1. A dressing comprising an interface layer comprising an elastomeric matrix, said matrix comprising metformin, the salts and the complexes thereof, wherein the metformin has a particle size defined by 75 μm<d50<300 μm and 195 μm<d90<600 μm.

2. The dressing according to claim 1, wherein the elastomeric matrix comprises an elastomer chosen from triblock sequenced polymers of the ABA type comprising two terminal A styrene blocks and a central sequence B which is a saturated olefin such as for example ethylene-butylene or ethylene-propylene.

3. The dressing according to claim 1, wherein the elastomeric matrix comprises at least one elastomer, said elastomer being a poly(styrene-(-ethylene-butylene-)-styrene) triblock sequenced polymer.

4. The dressing according to claim 1, wherein the metformin has a particle size defined by 75 μm<d50<200 μm and 75 μm<d90<510 μm.

5. The dressing according to claim 1, wherein the elastomeric matrix comprises a plasticiser and/or a hydrocolloid.

6. The dressing according to claim 1, wherein the plasticiser is a mixture of mineral oil.

7. The dressing according to claim 1, wherein the elastomeric matrix comprises at least one releasing agent chosen from the copolymer of the salt of 2-methyl-2[(1-oxo-2-propenyl)amino]-1-propanesulfonic acid and of 2-hydroxyethyl ester of propenoic acid or of the mixture of 2-octyl-1-dodecanol, D-xylopyranoside, 2-octyldodecyl and polyethyleneglycol 30 dipolyhydroxystearate.

8. The dressing according to claim 1, wherein the elastomeric matrix consists substantially: 0.5 to 15%, in relation to the total weight of the matrix, of metformin having a particle size defined by 75 μm<d50<300 μm and 195 μm<d90<600 μm, the salts or the complexes thereof; 2 to 15%, in relation to the total weight of the matrix, of at least one elastomeric polymer; 1 to 25%, in relation to the total weight of the matrix, of at least one hydrocolloid; 45 to 95%, in relation to the total weight of the matrix, of at least one plasticiser; 0.05 to 1%, in relation to the total weight of the matrix, of at least one agent antioxidant; 0.01 to 10%, in relation to the total weight of the matrix, of a releasing agent chosen from the copolymer of the salt of 2-methyl-2[(1-oxo-2-propenyl)amino]-1-propanesulfonic acid and of 2-hydroxyethyl ester of propenoic acid or the mixture of 2-octyl-1-dodecanol, D-xylopyranoside, 2-octyldodecyl and polyethyleneglycol 30 dipolyhydroxystearate.

9. The dressing according to claim 1, wherein the elastomeric matrix consists substantially: 0.5 to 15%, in relation to the total weight of the matrix, of metformin having a particle size defined by 75 μm<d50<300 μm and 195 μm<d90<600 μm, the salts or the complexes thereof; 2 to 15%, in relation to the total weight of the matrix, of at least one elastomeric polymer; 1 to 25%, in relation to the total weight of the matrix, of at least one hydrocolloid compound; 45 to 95%, in relation to the total weight of the matrix, of at least one plasticiser; 0.01 to 10%, in relation to the total weight of the matrix, of a releasing agent chosen from the copolymer of the salt of 2-methyl-2[(1-oxo-2-propenyl)amino]-1-propanesulfonic acid and of 2-hydroxyethyl ester of propenoic acid or the mixture of 2-octyl-1-dodecanol, D-xylopyranoside, 2-octyldodecyl and polyethyleneglycol 30 dipolyhydroxystearate.

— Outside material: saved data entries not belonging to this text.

//! Environment variable snapshot
//!
//! Cases read their inputs through an [`Environment`] rather than
//! `std::env` directly, so tests can supply values without touching the
//! process environment.

use std::collections::HashMap;

pub const API_KEY: &str = "API_KEY";
pub const NOTIFY_ENDPOINT: &str = "NOTIFY_ENDPOINT";
pub const SESSIONS_ENDPOINT: &str = "SESSIONS_ENDPOINT";
pub const APP_VERSION: &str = "APP_VERSION";
pub const APP_TYPE: &str = "APP_TYPE";
pub const HOSTNAME: &str = "HOSTNAME";
pub const NOTIFY_RELEASE_STAGES: &str = "NOTIFY_RELEASE_STAGES";
pub const RELEASE_STAGE: &str = "RELEASE_STAGE";
pub const PARAMS_FILTERS: &str = "PARAMS_FILTERS";
pub const PROJECT_PACKAGES: &str = "PROJECT_PACKAGES";

/// Every variable the fixture reads
pub const ALL: &[&str] = &[
    API_KEY,
    NOTIFY_ENDPOINT,
    SESSIONS_ENDPOINT,
    APP_VERSION,
    APP_TYPE,
    HOSTNAME,
    NOTIFY_RELEASE_STAGES,
    RELEASE_STAGE,
    PARAMS_FILTERS,
    PROJECT_PACKAGES,
];

/// Immutable view of the variables a case may read
#[derive(Debug, Clone, Default)]
pub struct Environment {
    vars: HashMap<String, String>,
}

impl Environment {
    /// Capture the fixture's variables from the process environment
    ///
    /// Variables that are unset or not valid unicode read as empty.
    pub fn from_process() -> Self {
        let vars = ALL
            .iter()
            .filter_map(|name| std::env::var(name).ok().map(|v| (name.to_string(), v)))
            .collect();
        Self { vars }
    }

    /// Build an environment from explicit pairs
    pub fn from_pairs<I, K, V>(pairs: I) -> Self
    where
        I: IntoIterator<Item = (K, V)>,
        K: Into<String>,
        V: Into<String>,
    {
        Self {
            vars: pairs.into_iter().map(|(k, v)| (k.into(), v.into())).collect(),
        }
    }

    /// Value of a variable, empty when unset
    pub fn get(&self, name: &str) -> String {
        self.vars.get(name).cloned().unwrap_or_default()
    }

    /// Value of a variable, `None` when unset or empty
    pub fn non_empty(&self, name: &str) -> Option<String> {
        self.vars.get(name).filter(|v| !v.is_empty()).cloned()
    }

    /// Comma-separated list, `None` when unset or empty
    ///
    /// Segments are kept verbatim: no trimming and no dropping of empty
    /// segments, so `"a,,b"` yields three entries.
    pub fn list(&self, name: &str) -> Option<Vec<String>> {
        self.non_empty(name)
            .map(|v| v.split(',').map(String::from).collect())
    }
}

#[cfg(test)]
mod tests {
    use super::*;

    #[test]
    fn test_unset_reads_empty() {
        let env = Environment::default();
        assert_eq!(env.get(API_KEY), "");
        assert_eq!(env.non_empty(API_KEY), None);
        assert_eq!(env.list(PARAMS_FILTERS), None);
    }

    #[test]
    fn test_empty_list_is_no_override() {
        let env = Environment::from_pairs([(PARAMS_FILTERS, "")]);
        assert_eq!(env.list(PARAMS_FILTERS), None);
    }

    #[test]
    fn test_list_is_not_trimmed() {
        let env = Environment::from_pairs([(NOTIFY_RELEASE_STAGES, "production, staging,,dev")]);
        assert_eq!(
            env.list(NOTIFY_RELEASE_STAGES).unwrap(),
            vec!["production", " staging", "", "dev"]
        );
    }

    #[test]
    fn test_single_item_list() {
        let env = Environment::from_pairs([(PROJECT_PACKAGES, "main")]);
        assert_eq!(env.list(PROJECT_PACKAGES).unwrap(), vec!["main"]);
    }
}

10. The dressing according to claim 1, wherein the percentage of metformin released after 72 hours is between 40 and 100% of the quantity of metformin inserted in the dressing.

11. A method of producing the dressing according to claim 1 comprising: i. preparing an interface layer formed from an elastomeric matrix by: a. preparing an elastomeric matrix by dispersion of the metformin having a particle size defined by 75 μm<d50<300 μm and 195 μm<d90<600 μm, the salts and the complexes thereof in an elastomer, b. coating of a weave with the elastomeric matrix prepared in the step i or the hot casting of said matrix, ii. optionally the covering of the interface layer with at least one absorbent layer iii. optionally the maintaining of the interface layer and of the possible absorbent layer by a strip or an adhesive support intended to be fastened onto the peripheral zones of healthy skin far from the wound.

12. A method of healing a wound in a subject having a wound comprising contacting the wound with the dressing of claim 1.

Description

FIGURES

(1) FIG. 1 is a graphical representation of the non-cumulative ideal dissolution profile and evaluated in mg/cm.sup.2 of released active principle

(2) FIG. 2 is a graphical representation of the cumulative dissolution profiles, evaluated in mg/cm.sup.2 of active principle released from dressings described from the example 1 to the example 7.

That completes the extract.